January 18, 2008

 

CBOT Corn Outlook on Friday: Down 3-5 cents on technical weakness, profit-taking

 

 

Corn futures on the Chicago Board of Trade are expected to open Friday's day session on the defensive, taking their cue from overnight trade, with carryover weakness from Thursday's close impacting prices as well.

 

Analysts expect corn to open 3 to 5 cents lower.

 

In overnight electronic trading, March corn was 5 cents lower at US$4.97, May corn was 4 3/4 cents lower at US$5.10, and December corn was 5 cents lower at US$5.16.

 

The market performed poorly from a technical standpoint Thursday, with its inability to hold Thursday's highs a sign of possible intermediate highs being in place, a commodity analyst said.

 

Thursday's poor technical close should spill over over into Friday's trade, with profit-taking once again featured heading into an extended holiday weekend, he added.

 

CBOT markets will be closed Monday in observance of Martin Luther King Jr. Day.

 

Meanwhile, choppy, volatile trade is a possibility as well, with supportive underlying fundamentals, and acreage uncertainties remaining underpinning influences to limit the downside pressure, analysts said.

 

A technical analyst said a three-month-old uptrend is still in place on the March corn daily bar chart. The next major upside price objective is to push and close prices above solid resistance at the contract high of US$5.19 a bushel.
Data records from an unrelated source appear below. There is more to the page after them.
//! Global configuration parsing and validation.

use std::fs;
use std::path::Path;
use std::time::Duration;

use serde::Deserialize;

use crate::models::policy::{
    AdmissionPolicy, COMMAND_CATEGORIES, DEFAULT_FORBIDDEN_PATTERNS, DEFAULT_MAX_COMMAND_LENGTH,
};
use crate::{AppError, Result};

/// Configurable timeout values (seconds) for debugger interactions.
#[derive(Debug, Clone, Deserialize, PartialEq, Eq)]
#[serde(rename_all = "snake_case")]
pub struct TimeoutConfig {
    /// Budget for absorbing the startup banner and first prompt.
    #[serde(default = "default_startup_seconds")]
    pub startup_seconds: u64,
    /// Budget for framing a single command's output.
    #[serde(default = "default_command_seconds")]
    pub command_seconds: u64,
}

impl Default for TimeoutConfig {
    fn default() -> Self {
        Self {
            startup_seconds: default_startup_seconds(),
            command_seconds: default_command_seconds(),
        }
    }
}

fn default_startup_seconds() -> u64 {
    5
}

fn default_command_seconds() -> u64 {
    5
}

/// Output and input size limits.
#[derive(Debug, Clone, Deserialize, PartialEq, Eq)]
#[serde(rename_all = "snake_case")]
pub struct LimitConfig {
    /// Lines collected per command before the truncation marker.
    #[serde(default = "default_max_output_lines")]
    pub max_output_lines: usize,
    /// Maximum free-form command length in characters.
    #[serde(default = "default_max_command_length")]
    pub max_command_length: usize,
}

impl Default for LimitConfig {
    fn default() -> Self {
        Self {
            max_output_lines: default_max_output_lines(),
            max_command_length: default_max_command_length(),
        }
    }
}

fn default_max_output_lines() -> usize {
    200
}

fn default_max_command_length() -> usize {
    DEFAULT_MAX_COMMAND_LENGTH
}

/// Optional overrides for the built-in admission policy lists.
#[derive(Debug, Clone, Default, Deserialize, PartialEq, Eq)]
#[serde(rename_all = "snake_case")]
pub struct PolicyConfig {
    /// Replaces the default admitted base commands when present.
    #[serde(default)]
    pub admitted_commands: Option<Vec<String>>,
    /// Replaces the default forbidden substrings when present.
    #[serde(default)]
    pub forbidden_patterns: Option<Vec<String>>,
}

fn default_debugger() -> String {
    "gdb".into()
}

fn default_prompt() -> String {
    "pwndbg> ".into()
}

/// Global configuration parsed from `config.toml`.
#[derive(Debug, Clone, Deserialize, PartialEq, Eq)]
#[serde(rename_all = "snake_case")]
pub struct GlobalConfig {
    /// Debugger executable, resolved via `PATH` when not absolute.
    #[serde(default = "default_debugger")]
    pub debugger: String,
    /// Extra arguments placed before the fixed startup flags.
    #[serde(default)]
    pub debugger_args: Vec<String>,
    /// Trailing prompt text that marks the end of a command's output.
    #[serde(default = "default_prompt")]
    pub prompt: String,
    /// Timeout configuration.
    #[serde(default)]
    pub timeouts: TimeoutConfig,
    /// Output and command size limits.
    #[serde(default)]
    pub limits: LimitConfig,
    /// Admission policy overrides.
    #[serde(default)]
    pub policy: PolicyConfig,
}

impl Default for GlobalConfig {
    fn default() -> Self {
        Self {
            debugger: default_debugger(),
            debugger_args: Vec::new(),
            prompt: default_prompt(),
            timeouts: TimeoutConfig::default(),
            limits: LimitConfig::default(),
            policy: PolicyConfig::default(),
        }
    }
}

impl GlobalConfig {
    /// Load and validate configuration from a TOML file path.
    ///
    /// # Errors
    ///
    /// Returns `AppError::Config` if the file cannot be read or contains
    /// invalid TOML, or if validation fails.
    pub fn load_from_path(path: impl AsRef<Path>) -> Result<Self> {
        let raw = fs::read_to_string(path)
            .map_err(|err| AppError::Config(format!("failed to read config: {err}")))?;
        Self::from_toml_str(&raw)
    }

    /// Parse configuration from a TOML string.
    ///
    /// # Errors
    ///
    /// Returns `AppError::Config` if parsing or validation fails.
    pub fn from_toml_str(raw: &str) -> Result<Self> {
        let config: Self = toml::from_str(raw)?;
        config.validate()?;
        Ok(config)
    }

    /// Startup absorption budget.
    #[must_use]
    pub fn startup_timeout(&self) -> Duration {
        Duration::from_secs(self.timeouts.startup_seconds)
    }

    /// Per-command framing budget.
    #[must_use]
    pub fn command_timeout(&self) -> Duration {
        Duration::from_secs(self.timeouts.command_seconds)
    }

    /// Build the admission policy, applying any configured overrides.
    #[must_use]
    pub fn admission_policy(&self) -> AdmissionPolicy {
        let admitted: Vec<String> = self.policy.admitted_commands.clone().unwrap_or_else(|| {
            COMMAND_CATEGORIES
                .iter()
                .flat_map(|(_, commands)| commands.iter().map(|&cmd| cmd.to_owned()))
                .collect()
        });
        // Patterns are matched against lowercased commands.
        let forbidden: Vec<String> = self.policy.forbidden_patterns.as_ref().map_or_else(
            || {
                DEFAULT_FORBIDDEN_PATTERNS
                    .iter()
                    .map(|&pattern| pattern.to_owned())
                    .collect()
            },
            |patterns| patterns.iter().map(|p| p.to_lowercase()).collect(),
        );
        AdmissionPolicy::new(admitted, forbidden, self.limits.max_command_length)
    }

    fn validate(&self) -> Result<()> {
        if self.debugger.trim().is_empty() {
            return Err(AppError::Config("debugger must not be empty".into()));
        }

        if self.prompt.trim().is_empty() {
            return Err(AppError::Config("prompt must not be blank".into()));
        }

        if self.timeouts.startup_seconds == 0 || self.timeouts.command_seconds == 0 {
            return Err(AppError::Config(
                "timeouts must be greater than zero".into(),
            ));
        }

        if self.limits.max_output_lines == 0 || self.limits.max_command_length == 0 {
            return Err(AppError::Config(
                "limits must be greater than zero".into(),
            ));
        }

        if let Some(ref patterns) = self.policy.forbidden_patterns {
            if patterns.iter().any(String::is_empty) {
                return Err(AppError::Config(
                    "forbidden_patterns must not contain empty strings".into(),
                ));
            }
        }

        Ok(())
    }
}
The next downside price objective is to produce a close below solid support at US$5.00.

 

First resistance for March corn is seen at US$5.06 and then at US$5.10. First support is seen at US$5.00 and then at this week's low of US$4.96 3/4.

 

The DTN Meteorlogix Weather Service said a weak trough may lead to a few thundershowers in the driest areas of Argentina's La Pampa and southwest Buenos Aires early next week. However, this isn't expected to change the situation significantly, as they predict warmer, drier weather returning for the balance of the period.

 

In demand news, the U.S. Department of Agriculture announced Friday private export sales of 101,600 metric tonnes of corn for delivery to Japan in the 2007-08 marketing year.

 

In other news, the CME Group (CME) raised its minimum margins for CBOT corn, exchange officials said Thursday. The changes came about "as per the normal review of market volatility to ensure adequate collateral coverage," the CME said.

 

Corn initial margins were raised to US$1,283 per contract from US$1,080. Maintenance margins were raised to US$950 from US$800. The changes took effect at the close of business Thursday.